« Je n’ai jamais rien vu de tel » : en Islande, un touriste français saccage un site naturel au volant de son 4x4
En Islande, la région montagneuse des Hautes Terres est un site naturel.
© ANDBZ/ABACA / ANDBZ/ABACA
De passage en Islande en juin, un touriste français a sillonné la région montagneuse des Hautes Terres, au volant de deux Land Rover Defender, en causant d’importants dégâts sur la végétation de ce site naturel. Il a écopé d’une amende de 300 000 ISK – soit près de 3 000 euros.
« Je n’ai jamais rien vu de tel. » Après le passage ravageur d’un touriste français, de visite en Islande au mois de juin dernier, un guide touriste de la région montagneuse des Hautes Terres est écœuré. Car, au volant de deux Land Rover Defender, le vacancier a sillonné la région en faisant du hors-piste, a détruit la végétation de ce site naturel avant de diffuser fièrement les vidéos des dégâts sur ses réseaux sociaux.

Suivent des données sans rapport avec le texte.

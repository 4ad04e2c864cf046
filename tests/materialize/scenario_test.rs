//! Reference replay scenarios over the {A, B, C} universe.

use rollup::attribute::AttributeUniverse;
use rollup::catalog::CardinalityCatalog;
use rollup::materialize::MaterializationCache;
use std::sync::Arc;

fn cache(entries: &[(&str, u64)], capacity: usize) -> MaterializationCache {
    let universe = AttributeUniverse::from_symbols("ABC").unwrap();
    let catalog = CardinalityCatalog::from_codes(universe, entries.iter().copied()).unwrap();
    MaterializationCache::new(Arc::new(catalog), capacity).unwrap()
}

#[test]
fn test_rollup_without_eviction() {
    let mut cache = cache(&[("A", 10), ("AB", 1000), ("C", 1000)], 2);

    let ab = cache.serve_code("AB").unwrap();
    assert!(!ab.hit);
    assert_eq!(ab.cost, 1000);
    assert_eq!(cache.materialized_codes(), vec!["AB"]);

    // Rolled up from AB, so charged AB's size rather than A's.
    let a = cache.serve_code("A").unwrap();
    assert!(a.hit);
    assert_eq!(a.cost, 1000);
    assert_eq!(cache.materialized_codes(), vec!["AB"]);

    let c = cache.serve_code("C").unwrap();
    assert!(!c.hit);
    assert_eq!(c.cost, 1000);
    assert_eq!(c.evicted, None);
    assert_eq!(cache.materialized_codes(), vec!["AB", "C"]);

    let a_again = cache.serve_code("A").unwrap();
    assert!(a_again.hit);
    assert_eq!(a_again.cost, 1000);

    assert_eq!(cache.cumulative_io(), 4000);
    assert_eq!(cache.materialized_codes(), vec!["AB", "C"]);
}

#[test]
fn test_smallest_cardinality_is_evicted() {
    let mut cache = cache(&[("A", 10), ("B", 100), ("C", 1000)], 2);

    let a = cache.serve_code("A").unwrap();
    assert!(!a.hit);
    assert_eq!(a.cost, 10);
    assert_eq!(cache.materialized_codes(), vec!["A"]);

    let b = cache.serve_code("B").unwrap();
    assert!(!b.hit);
    assert_eq!(b.cost, 100);
    assert_eq!(cache.materialized_codes(), vec!["A", "B"]);

    let c = cache.serve_code("C").unwrap();
    assert!(!c.hit);
    assert_eq!(c.cost, 1000);
    let universe = cache.catalog().universe().clone();
    assert_eq!(c.evicted.map(|k| universe.code(&k)).as_deref(), Some("A"));

    assert_eq!(cache.materialized_codes(), vec!["B", "C"]);
    assert_eq!(cache.cumulative_io(), 1110);
}
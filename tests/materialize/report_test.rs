//! Tests for batch capacity comparisons and their rendering.

use rollup::attribute::AttributeUniverse;
use rollup::catalog::CardinalityCatalog;
use rollup::materialize::{batch_report, BatchReport};
use rollup::workload::Workload;
use std::sync::Arc;

fn rollup_fixture() -> (Arc<CardinalityCatalog>, Workload) {
    let universe = AttributeUniverse::from_symbols("ABC").unwrap();
    let workload = Workload::parse_list(&universe, "AB, A, C, A").unwrap();
    let catalog =
        CardinalityCatalog::from_codes(universe, [("A", 10), ("AB", 1000), ("C", 1000)]).unwrap();
    (Arc::new(catalog), workload)
}

fn report() -> BatchReport {
    let (catalog, workload) = rollup_fixture();
    batch_report(&catalog, &workload, &[1, 2]).unwrap()
}

#[test]
fn test_runs_follow_capacity_order() {
    let report = report();
    let capacities: Vec<usize> = report.runs.iter().map(|r| r.capacity).collect();
    assert_eq!(capacities, vec![1, 2]);
    assert_eq!(report.workload, vec!["AB", "A", "C", "A"]);
}

#[test]
fn test_capacity_one_thrashes() {
    let report = report();
    let run = report.run(1).unwrap();

    // C ties AB at 1000 and evicts the earlier AB; the final A is then
    // computed directly and evicts itself.
    assert_eq!(run.cumulative_io, 3010);
    assert_eq!(run.hits, 1);
    assert_eq!(run.misses, 3);
    assert_eq!(run.evictions, 2);
    assert_eq!(run.materialized, vec!["C"]);
    assert_eq!(run.steps[2].evicted.as_deref(), Some("AB"));
    assert_eq!(run.steps[3].evicted.as_deref(), Some("A"));
}

#[test]
fn test_capacity_two_matches_direct_replay() {
    let report = report();
    let run = report.run(2).unwrap();
    assert_eq!(run.cumulative_io, 4000);
    assert_eq!(run.materialized, vec!["AB", "C"]);
    assert!(report.run(3).is_none());
}

#[test]
fn test_text_rendering() {
    insta::assert_snapshot!(report().to_string(), @r"
    workload (4 queries): AB, A, C, A

    capacity = 1
      total io:     3010
      hits/misses:  1/3
      evictions:    2
      materialized: C

    capacity = 2
      total io:     4000
      hits/misses:  2/2
      evictions:    0
      materialized: AB, C
    ");
}

#[test]
fn test_json_shape() {
    let value = serde_json::to_value(report()).unwrap();

    assert!(value.get("catalog_fingerprint").is_none());
    assert_eq!(value["runs"][1]["cumulative_io"], 4000);
    assert_eq!(value["runs"][1]["steps"][1]["hit"], true);
    assert_eq!(value["runs"][1]["steps"][1]["source"], "AB");
    assert_eq!(value["runs"][1]["steps"][3]["cumulative_io"], 4000);
    assert!(value["runs"][1]["steps"][2].get("evicted").is_none());
}

#[test]
fn test_fingerprint_is_reported() {
    let (catalog, workload) = rollup_fixture();
    let fingerprint = catalog.fingerprint().unwrap();
    let report = batch_report(&catalog, &workload, &[2])
        .unwrap()
        .with_fingerprint(fingerprint.clone());

    assert_eq!(report.catalog_fingerprint.as_deref(), Some(fingerprint.as_str()));
    assert!(report.to_string().contains(&format!("catalog: {fingerprint}")));
}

Pour le guide touriste, Þór Tulinius, c’est un scandale. « Les gens sont émerveillés par ce pays. C’est pourquoi ils comprennent facilement qu’il faille rester sur les sentiers et ne pas piétiner la mousse. Le pays inspire en quelque sorte un certain respect », s’indigne-t-il, dans les colonnes de The Reykjavik Grapevine. Avant d’ajouter : « On ne va pas dans un autre pays pour simplement dire « Allez vous faire foutre ! », n’est-ce pas ? »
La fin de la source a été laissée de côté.